The Accenture and CSO Insights report analyzed the best practices of high performing sales organizations, and, in addition to lifting the performance of the “frozen middle,” Accenture identified the following key imperatives to driving profitable sales growth:
- Analyze investments. Leading CSOs align their efforts to the activities that are most likely to power profitable growth, which will require them to use technology and analytics to determine where the best opportunities exist – not just where the largest customers live.
- Redefine pricing. Two areas of pricing hold particular promise for CSOs seeking to drive profitability: deal pricing, which focuses on bundling offers for certain customer segments to optimize profitability, and stronger negotiation skills to help sales reps mitigate risks and reduce profit leakage during contract evaluations.
- Redesigning sales operations.
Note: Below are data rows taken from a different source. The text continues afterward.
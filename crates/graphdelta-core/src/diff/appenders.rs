//! Per-kind property comparison.
//!
//! Each comparison reads both sides through a [`NodePair`], so real and fake
//! pairs are handled identically. Values are compared in sanitized,
//! dehydrated form; entity and value-object properties compare by referenced
//! global id only, and changes inside an embedded value object surface on
//! that value object's own node.

use crate::diff::model::{Change, ElementChange, EntryChange};
use crate::diff::options::{DiffOptions, ListCompareAlgorithm};
use crate::diff::pair::NodePair;
use crate::metamodel::{Property, PropertyType, Value};
use std::collections::BTreeMap;

/// Change of `property` between the two sides of `pair`, if any
pub(crate) fn property_change(
    pair: &NodePair<'_, '_>,
    property: &Property,
    property_type: &PropertyType<'_>,
    options: &DiffOptions,
) -> Option<Change> {
    let global_id = pair.global_id().clone();
    let name = property.name().to_string();

    match unwrap_optional(property_type) {
        PropertyType::Entity(_) | PropertyType::ValueObject(_) => {
            let left = pair.left_reference(property).cloned();
            let right = pair.right_reference(property).cloned();
            (left != right).then_some(Change::ReferenceChange {
                global_id,
                property: name,
                left,
                right,
            })
        }
        PropertyType::PrimitiveOrValue(_) => {
            let left = pair.left_dehydrated_property_value_and_sanitize(property, property_type);
            let right = pair.right_dehydrated_property_value_and_sanitize(property, property_type);
            (left != right).then_some(Change::ValueChange {
                global_id,
                property: name,
                left,
                right,
            })
        }
        PropertyType::List(_) => {
            let left = pair.left_dehydrated_property_value_and_sanitize(property, property_type);
            let right = pair.right_dehydrated_property_value_and_sanitize(property, property_type);
            let changes = match options.list_compare {
                ListCompareAlgorithm::Simple => list_changes_by_index(items(&left), items(&right)),
                ListCompareAlgorithm::AsSet => list_changes_as_multiset(items(&left), items(&right)),
            };
            (!changes.is_empty()).then_some(Change::ListChange {
                global_id,
                property: name,
                changes,
            })
        }
        PropertyType::Set(_) => {
            let left = pair.left_dehydrated_property_value_and_sanitize(property, property_type);
            let right = pair.right_dehydrated_property_value_and_sanitize(property, property_type);
            let (left, right) = (items(&left), items(&right));
            let added: Vec<Value> = right.iter().filter(|v| !left.contains(v)).cloned().collect();
            let removed: Vec<Value> = left.iter().filter(|v| !right.contains(v)).cloned().collect();
            (!added.is_empty() || !removed.is_empty()).then_some(Change::SetChange {
                global_id,
                property: name,
                added,
                removed,
            })
        }
        PropertyType::Map(_) => {
            let left = pair.left_dehydrated_property_value_and_sanitize(property, property_type);
            let right = pair.right_dehydrated_property_value_and_sanitize(property, property_type);
            let changes = map_changes(entries(&left), entries(&right));
            (!changes.is_empty()).then_some(Change::MapChange {
                global_id,
                property: name,
                changes,
            })
        }
        // unwrapped above
        PropertyType::Optional(_) => None,
    }
}

fn unwrap_optional<'t, 'r>(property_type: &'t PropertyType<'r>) -> &'t PropertyType<'r> {
    match property_type {
        PropertyType::Optional(inner) => unwrap_optional(inner),
        other => other,
    }
}

fn items(value: &Value) -> &[Value] {
    value.as_list().unwrap_or_default()
}

fn entries(value: &Value) -> BTreeMap<&str, &Value> {
    value
        .as_map()
        .map(|m| m.iter().map(|(k, v)| (k.as_str(), v)).collect())
        .unwrap_or_default()
}

fn list_changes_by_index(left: &[Value], right: &[Value]) -> Vec<ElementChange> {
    let mut changes = Vec::new();
    for index in 0..left.len().max(right.len()) {
        match (left.get(index), right.get(index)) {
            (Some(l), Some(r)) if l != r => changes.push(ElementChange::ElementValueChange {
                index,
                left: l.clone(),
                right: r.clone(),
            }),
            (None, Some(r)) => changes.push(ElementChange::ValueAdded {
                index: Some(index),
                value: r.clone(),
            }),
            (Some(l), None) => changes.push(ElementChange::ValueRemoved {
                index: Some(index),
                value: l.clone(),
            }),
            _ => {}
        }
    }
    changes
}

/// Multiset delta: additions in right order, then removals in left order
fn list_changes_as_multiset(left: &[Value], right: &[Value]) -> Vec<ElementChange> {
    let mut unmatched_left: Vec<Option<&Value>> = left.iter().map(Some).collect();
    let mut added = Vec::new();

    for value in right {
        let hit = unmatched_left
            .iter_mut()
            .find(|slot| slot.map(|l| l == value).unwrap_or(false));
        match hit {
            Some(slot) => *slot = None,
            None => added.push(ElementChange::ValueAdded {
                index: None,
                value: value.clone(),
            }),
        }
    }

    let removed = unmatched_left
        .into_iter()
        .flatten()
        .map(|value| ElementChange::ValueRemoved {
            index: None,
            value: value.clone(),
        });

    added.into_iter().chain(removed).collect()
}

fn map_changes(left: BTreeMap<&str, &Value>, right: BTreeMap<&str, &Value>) -> Vec<EntryChange> {
    let mut keys: Vec<&str> = left.keys().chain(right.keys()).copied().collect();
    keys.sort_unstable();
    keys.dedup();

    let mut changes = Vec::new();
    for key in keys {
        match (left.get(key), right.get(key)) {
            (Some(l), Some(r)) if l != r => changes.push(EntryChange::EntryValueChange {
                key: key.to_string(),
                left: (*l).clone(),
                right: (*r).clone(),
            }),
            (None, Some(r)) => changes.push(EntryChange::EntryAdded {
                key: key.to_string(),
                value: (*r).clone(),
            }),
            (Some(l), None) => changes.push(EntryChange::EntryRemoved {
                key: key.to_string(),
                value: (*l).clone(),
            }),
            _ => {}
        }
    }
    changes
}
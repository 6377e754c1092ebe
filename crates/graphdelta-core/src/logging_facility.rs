//! Structured logging facility for graphdelta
//!
//! - Single initialization point via `init(profile)`
//! - Structured logging macros (`log_op_start!`, `log_op_end!`, `log_op_error!`)
//! - Test capture mode for deterministic assertions
//!
//! Only the diff boundary (`diff::engine::compute_diff`) emits start/end
//! events. Graph building and matching log with `tracing::debug!`.
//!
//! ```rust
//! use graphdelta_core::logging_facility::{init, Profile};
//!
//! init(Profile::Development);
//! ```

pub mod init;
pub mod macros;
pub mod test_capture;

pub use init::{init, Profile};
pub use test_capture::{init_test_capture, CapturedEvent, TestCapture};
//! Per-entity derivation of [`InstanceId`]s.
//!
//! The id property of an entity is classified into exactly one of three kinds,
//! and every operation here matches that closed set:
//!
//! | id kind           | dehydrated local id                 | string form                |
//! |-------------------|-------------------------------------|----------------------------|
//! | entity            | the nested entity's dehydrated id   | nested factory's string    |
//! | value object      | canonical string (`Value::Text`)    | the text itself            |
//! | primitive / value | the value unchanged                 | `smart_to_string`          |
//!
//! Any other classification (list, set, map, optional) is rejected with
//! `UnsupportedIdType`. Entity-keyed-by-entity chains recurse; the registry
//! guarantees they are acyclic.

use crate::errors::{GraphDeltaError, Result};
use crate::identity::global_id::{GlobalId, InstanceId};
use crate::metamodel::{
    EntityType, PrimitiveOrValueType, PropertyType, TypeDescriptor, TypeRegistry, Value,
    ValueObjectType,
};
use std::borrow::Cow;

/// Closed set of supported id-property classifications
enum IdKind<'r> {
    Entity(&'r EntityType),
    ValueObject(&'r ValueObjectType),
    PrimitiveOrValue(Cow<'r, PrimitiveOrValueType>),
}

/// Derives canonical ids for one entity type
#[derive(Debug, Clone, Copy)]
pub struct InstanceIdFactory<'r> {
    registry: &'r TypeRegistry,
    entity_type: &'r EntityType,
}

impl<'r> InstanceIdFactory<'r> {
    pub fn new(registry: &'r TypeRegistry, entity_type: &'r EntityType) -> Self {
        Self {
            registry,
            entity_type,
        }
    }

    pub fn entity_type(&self) -> &'r EntityType {
        self.entity_type
    }

    /// Id for a live local id value
    ///
    /// # Errors
    ///
    /// - `NullArgument` if `local_id` is null
    /// - `UnsupportedIdType` if the id property is not entity, value object
    ///   or primitive/value typed
    /// - `NullId` / `TypeMismatch` if a nested entity id cannot be read
    pub fn create(&self, local_id: &Value) -> Result<InstanceId> {
        if local_id.is_null() {
            return Err(GraphDeltaError::NullArgument {
                op: "InstanceIdFactory::create".to_string(),
                argument: "local_id".to_string(),
            });
        }

        let dehydrated = self.dehydrated_local_id(local_id)?;
        let local_id_string = self.local_id_as_string(&dehydrated)?;

        Ok(InstanceId::new(
            self.entity_type.name(),
            dehydrated,
            local_id_string,
        ))
    }

    /// Id for a local id that is already dehydrated (e.g. read from storage)
    ///
    /// # Errors
    ///
    /// - `NullArgument` if `dehydrated_local_id` is null
    /// - `UnsupportedIdType` as for [`InstanceIdFactory::create`]
    pub fn create_from_dehydrated_local_id(&self, dehydrated_local_id: &Value) -> Result<InstanceId> {
        if dehydrated_local_id.is_null() {
            return Err(GraphDeltaError::NullArgument {
                op: "InstanceIdFactory::create_from_dehydrated_local_id".to_string(),
                argument: "dehydrated_local_id".to_string(),
            });
        }

        let local_id_string = self.local_id_as_string(dehydrated_local_id)?;

        Ok(InstanceId::new(
            self.entity_type.name(),
            dehydrated_local_id.clone(),
            local_id_string,
        ))
    }

    /// String form of a dehydrated local id
    ///
    /// # Errors
    ///
    /// `UnsupportedIdType` if the id property kind is not supported.
    pub fn local_id_as_string(&self, dehydrated_local_id: &Value) -> Result<String> {
        match self.id_kind()? {
            IdKind::Entity(id_entity) => self
                .registry
                .id_factory(id_entity)
                .local_id_as_string(dehydrated_local_id),
            IdKind::ValueObject(_) => Ok(dehydrated_local_id.to_string()),
            IdKind::PrimitiveOrValue(primitive) => Ok(primitive.smart_to_string(dehydrated_local_id)),
        }
    }

    /// Declared type of the dehydrated local id
    ///
    /// # Errors
    ///
    /// `UnsupportedIdType` if the id property kind is not supported.
    pub fn local_id_dehydrated_type(&self) -> Result<TypeDescriptor> {
        match self.id_kind()? {
            IdKind::Entity(id_entity) => self
                .registry
                .id_factory(id_entity)
                .local_id_dehydrated_type(),
            IdKind::ValueObject(_) => Ok(TypeDescriptor::Text),
            IdKind::PrimitiveOrValue(_) => Ok(self.entity_type.id_property_generic_type().clone()),
        }
    }

    fn dehydrated_local_id(&self, local_id: &Value) -> Result<Value> {
        match self.id_kind()? {
            IdKind::Entity(id_entity) => match local_id {
                Value::Ref(GlobalId::Instance(nested)) if nested.type_name() == id_entity.name() => {
                    Ok(nested.local_id().clone())
                }
                Value::Ref(other) => Err(GraphDeltaError::TypeMismatch {
                    type_name: self.entity_type.name().to_string(),
                    property: self.entity_type.id_property().name().to_string(),
                    expected: id_entity.name().to_string(),
                    found: other.value(),
                }),
                _ => {
                    let nested_id = id_entity.id_of(local_id)?;
                    self.registry
                        .id_factory(id_entity)
                        .dehydrated_local_id(nested_id)
                }
            },
            IdKind::ValueObject(vo) => Ok(Value::Text(
                self.registry.value_object_to_string(vo, local_id)?,
            )),
            IdKind::PrimitiveOrValue(_) => Ok(local_id.clone()),
        }
    }

    fn id_kind(&self) -> Result<IdKind<'r>> {
        let registry: &'r TypeRegistry = self.registry;
        match registry.classify(self.entity_type.id_property_generic_type())? {
            PropertyType::Entity(e) => Ok(IdKind::Entity(e)),
            PropertyType::ValueObject(v) => Ok(IdKind::ValueObject(v)),
            PropertyType::PrimitiveOrValue(p) => Ok(IdKind::PrimitiveOrValue(p)),
            unsupported @ (PropertyType::List(_)
            | PropertyType::Set(_)
            | PropertyType::Map(_)
            | PropertyType::Optional(_)) => Err(GraphDeltaError::UnsupportedIdType {
                id_type: unsupported.name(),
                owner: self.entity_type.name().to_string(),
            }),
        }
    }
}

#[cfg(test)]
mod tests {
    use super::*;
    use crate::metamodel::{Instance, Property};

    fn registry() -> TypeRegistry {
        TypeRegistry::builder()
            .entity(
                "Person",
                "id",
                vec![
                    Property::new("id", TypeDescriptor::Int),
                    Property::new("name", TypeDescriptor::Text),
                ],
            )
            .entity(
                "Badge",
                "holder",
                vec![Property::new("holder", TypeDescriptor::named("Person"))],
            )
            .entity(
                "Team",
                "members",
                vec![Property::new(
                    "members",
                    TypeDescriptor::list(TypeDescriptor::Int),
                )],
            )
            .build()
            .unwrap()
    }

    #[test]
    fn test_primitive_id() {
        let registry = registry();
        let factory = registry.id_factory_for("Person").unwrap();
        let id = factory.create(&Value::Int(5)).unwrap();
        assert_eq!(id.value(), "Person/5");
        assert_eq!(id.local_id(), &Value::Int(5));
        assert_eq!(factory.local_id_dehydrated_type().unwrap(), TypeDescriptor::Int);
    }

    #[test]
    fn test_entity_keyed_by_entity() {
        let registry = registry();
        let factory = registry.id_factory_for("Badge").unwrap();
        let holder = Value::Object(Instance::new("Person").with("id", 7));
        let id = factory.create(&holder).unwrap();
        assert_eq!(id.local_id(), &Value::Int(7));
        assert_eq!(id.value(), "Badge/7");
        assert_eq!(factory.local_id_dehydrated_type().unwrap(), TypeDescriptor::Int);
    }

    #[test]
    fn test_null_local_id_fails_fast() {
        let registry = registry();
        let factory = registry.id_factory_for("Person").unwrap();
        assert!(matches!(
            factory.create(&Value::Null),
            Err(GraphDeltaError::NullArgument { .. })
        ));
        assert!(matches!(
            factory.create_from_dehydrated_local_id(&Value::Null),
            Err(GraphDeltaError::NullArgument { .. })
        ));
    }

    #[test]
    fn test_collection_id_is_unsupported() {
        let registry = registry();
        let factory = registry.id_factory_for("Team").unwrap();
        let err = factory
            .create(&Value::List(vec![Value::Int(1)]))
            .unwrap_err();
        assert_eq!(
            err,
            GraphDeltaError::UnsupportedIdType {
                id_type: "Vec<i64>".to_string(),
                owner: "Team".to_string(),
            }
        );
        assert!(factory.local_id_dehydrated_type().is_err());
    }
}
Lacking funding for innovation for years, leading sales organizations are creating impact from continuously developing new capabilities, redefining their sales approaches and creating data-fueled “insight engines.” CSOs can no longer rely on established sales playbooks, processes and technologies to continue to deliver meaningful growth.
- Unite front-office functions. CSOs must lead the organization in breaking down the barriers that separate the sales, marketing and service functions to create a customer-centric model that incorporates each of these key areas and enabling collaboration to strengthen the customer experience.
Learn more about this research at accenture.com/salesspeed.
For Accenture’s insights on customer-centric and analytics approaches to pricing and promotional strategies, please see the report Optimizing pricing and promotions in a digital world.
From October 2013 to February 2014, Accenture, in collaboration with CSO Insights, a leading research and benchmarking organization, completed the 20th annual study on sales performance optimization. The survey of 1,200 sales executives from different industry groups around the world assessed current sales performance, challenges facing sales teams, and what organizations are doing to address those challenges. In this year’s study, 95 respondents represented organizations with more than $1 billion in sales.
About the “Frozen Middle”
The revenue opportunity presented by the “Frozen Middle” is calculated based on Accenture’s analysis of previous research conducted by CSO Insights. Analysis shows that a 5 percent shift in the performance of average sales representatives, typically 65-70 percent of the total sales force, has the potential to increase corporate revenue by 3.2 percent.
Accenture is a global management consulting, technology services and outsourcing company, with more than 305,000 people serving clients in more than 120 countries. Combining unparalleled experience, comprehensive capabilities across all industries and business functions, and extensive research on the world’s most successful companies, Accenture collaborates with clients to help them become high-performance businesses and governments. The company generated net revenues of US$30.0 billion for the fiscal year ended Aug. 31, 2014. Its home page is www.accenture.com.